What to work on: The answer must be every line below that contains the string "serde".

─── Data for review

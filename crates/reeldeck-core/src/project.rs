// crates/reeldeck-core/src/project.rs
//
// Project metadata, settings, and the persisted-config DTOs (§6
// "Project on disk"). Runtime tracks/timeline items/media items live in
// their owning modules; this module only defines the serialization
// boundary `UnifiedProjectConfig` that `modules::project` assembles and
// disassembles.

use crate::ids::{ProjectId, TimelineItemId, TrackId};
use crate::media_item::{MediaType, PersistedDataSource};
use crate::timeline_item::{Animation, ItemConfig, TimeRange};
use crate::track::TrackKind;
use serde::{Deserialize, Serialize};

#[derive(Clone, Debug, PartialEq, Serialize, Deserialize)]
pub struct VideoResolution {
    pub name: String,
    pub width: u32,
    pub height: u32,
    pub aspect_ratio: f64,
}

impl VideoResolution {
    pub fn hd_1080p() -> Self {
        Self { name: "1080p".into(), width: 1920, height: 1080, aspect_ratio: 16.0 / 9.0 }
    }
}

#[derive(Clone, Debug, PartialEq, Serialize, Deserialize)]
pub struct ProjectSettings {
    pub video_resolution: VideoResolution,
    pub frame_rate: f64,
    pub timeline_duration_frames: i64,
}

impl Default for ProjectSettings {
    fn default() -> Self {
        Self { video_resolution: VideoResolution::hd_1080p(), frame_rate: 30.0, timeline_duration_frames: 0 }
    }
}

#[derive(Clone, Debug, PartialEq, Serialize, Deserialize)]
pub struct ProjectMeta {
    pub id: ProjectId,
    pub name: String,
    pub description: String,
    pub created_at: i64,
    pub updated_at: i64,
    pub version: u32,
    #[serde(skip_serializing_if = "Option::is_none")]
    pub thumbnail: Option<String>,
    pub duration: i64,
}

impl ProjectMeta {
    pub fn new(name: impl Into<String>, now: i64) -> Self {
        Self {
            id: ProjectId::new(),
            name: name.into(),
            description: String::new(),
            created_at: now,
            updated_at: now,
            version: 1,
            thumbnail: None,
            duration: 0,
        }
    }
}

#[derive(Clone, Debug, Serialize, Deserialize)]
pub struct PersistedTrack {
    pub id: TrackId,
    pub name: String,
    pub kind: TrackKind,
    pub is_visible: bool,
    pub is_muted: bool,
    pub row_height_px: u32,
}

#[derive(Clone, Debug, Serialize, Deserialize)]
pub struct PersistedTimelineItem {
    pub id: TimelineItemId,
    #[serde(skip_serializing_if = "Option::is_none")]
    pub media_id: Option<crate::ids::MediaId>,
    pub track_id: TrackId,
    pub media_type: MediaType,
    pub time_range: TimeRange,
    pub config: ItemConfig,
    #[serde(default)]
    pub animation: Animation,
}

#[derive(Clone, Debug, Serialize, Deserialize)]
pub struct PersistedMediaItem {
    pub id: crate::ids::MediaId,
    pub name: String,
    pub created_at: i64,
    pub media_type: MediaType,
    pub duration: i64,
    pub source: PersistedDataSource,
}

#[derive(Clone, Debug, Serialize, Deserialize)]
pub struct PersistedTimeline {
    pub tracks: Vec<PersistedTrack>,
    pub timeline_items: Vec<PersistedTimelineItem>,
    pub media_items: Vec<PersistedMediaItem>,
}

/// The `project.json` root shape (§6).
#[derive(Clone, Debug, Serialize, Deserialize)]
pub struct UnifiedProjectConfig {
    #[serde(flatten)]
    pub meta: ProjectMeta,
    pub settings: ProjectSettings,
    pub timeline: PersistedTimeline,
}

──────

Response to this exercise:
use serde::{Deserialize, Serialize};
    #[serde(skip_serializing_if = "Option::is_none")]
    #[serde(skip_serializing_if = "Option::is_none")]
    #[serde(default)]
    #[serde(flatten)]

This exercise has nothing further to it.